### GIVEN INFORMATION:
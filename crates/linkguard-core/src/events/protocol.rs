//! Protocol events - what the chat protocol adapter delivers and accepts
//!
//! The wire protocol itself (connection, auth, framing) lives outside this
//! system. The adapter hands over parsed inbound events and executes
//! outbound actions.

use std::collections::HashMap;

use serde::{Deserialize, Serialize};

use crate::entities::normalize_channel_name;

/// Events delivered by the protocol adapter
#[derive(Debug, Clone, Serialize, Deserialize)]
#[serde(tag = "type", rename_all = "snake_case")]
pub enum InboundEvent {
    /// The adapter is connected and authenticated
    Ready,
    /// A public chat message
    Message(ChatMessage),
    /// A public notice from the platform about a channel
    Notice(ChannelNotice),
    /// A notice addressed to the bot itself
    PrivateNotice(ChannelNotice),
    /// The bot joined a channel
    Joined { channel: String },
    /// The bot left a channel
    Parted { channel: String },
}

/// A public chat message with its metadata tags
#[derive(Debug, Clone, Default, Serialize, Deserialize)]
pub struct ChatMessage {
    /// Target channel (with or without `#`)
    pub channel: String,
    /// Sender login name
    pub sender: String,
    /// Raw message text
    pub text: String,
    /// Metadata tags (`badges`, `id`, ...)
    #[serde(default)]
    pub tags: HashMap<String, String>,
}

impl ChatMessage {
    /// Channel name, lowercase and without `#`
    pub fn channel_name(&self) -> String {
        normalize_channel_name(&self.channel)
    }

    /// Raw `badges` tag, e.g. `moderator/1,subscriber/12`
    pub fn badges(&self) -> Option<&str> {
        self.tag("badges")
    }

    /// Message id used for deletion
    pub fn message_id(&self) -> Option<&str> {
        self.tag("id").filter(|id| !id.is_empty())
    }

    fn tag(&self, key: &str) -> Option<&str> {
        self.tags.get(key).map(String::as_str)
    }
}

/// A platform notice about a channel
#[derive(Debug, Clone, Serialize, Deserialize)]
pub struct ChannelNotice {
    pub channel: String,
    /// Notice identifier (the `msg-id` tag)
    pub notice_id: String,
    #[serde(default)]
    pub text: String,
}

/// Actions the protocol adapter executes
#[derive(Debug, Clone, PartialEq, Eq, Serialize, Deserialize)]
#[serde(tag = "type", rename_all = "snake_case")]
pub enum OutboundAction {
    Join { channel: String },
    Part { channel: String },
    SendMessage { channel: String, text: String },
}

impl OutboundAction {
    pub fn join(channel: &str) -> Self {
        Self::Join {
            channel: normalize_channel_name(channel),
        }
    }

    pub fn part(channel: &str) -> Self {
        Self::Part {
            channel: normalize_channel_name(channel),
        }
    }

    pub fn send(channel: &str, text: impl Into<String>) -> Self {
        Self::SendMessage {
            channel: normalize_channel_name(channel),
            text: text.into(),
        }
    }

    /// Delete a message by id (sent as a chat command)
    pub fn delete(channel: &str, message_id: &str) -> Self {
        Self::send(channel, format!("/delete {message_id}"))
    }

    /// Channel this action targets
    pub fn channel(&self) -> &str {
        match self {
            Self::Join { channel } | Self::Part { channel } | Self::SendMessage { channel, .. } => {
                channel
            }
        }
    }
}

### TASK GOAL:
In the lines above, locate the string "without". Copy every line where it occurs.

### WRITTEN RESPONSE:
    /// Target channel (with or without `#`)
    /// Channel name, lowercase and without `#`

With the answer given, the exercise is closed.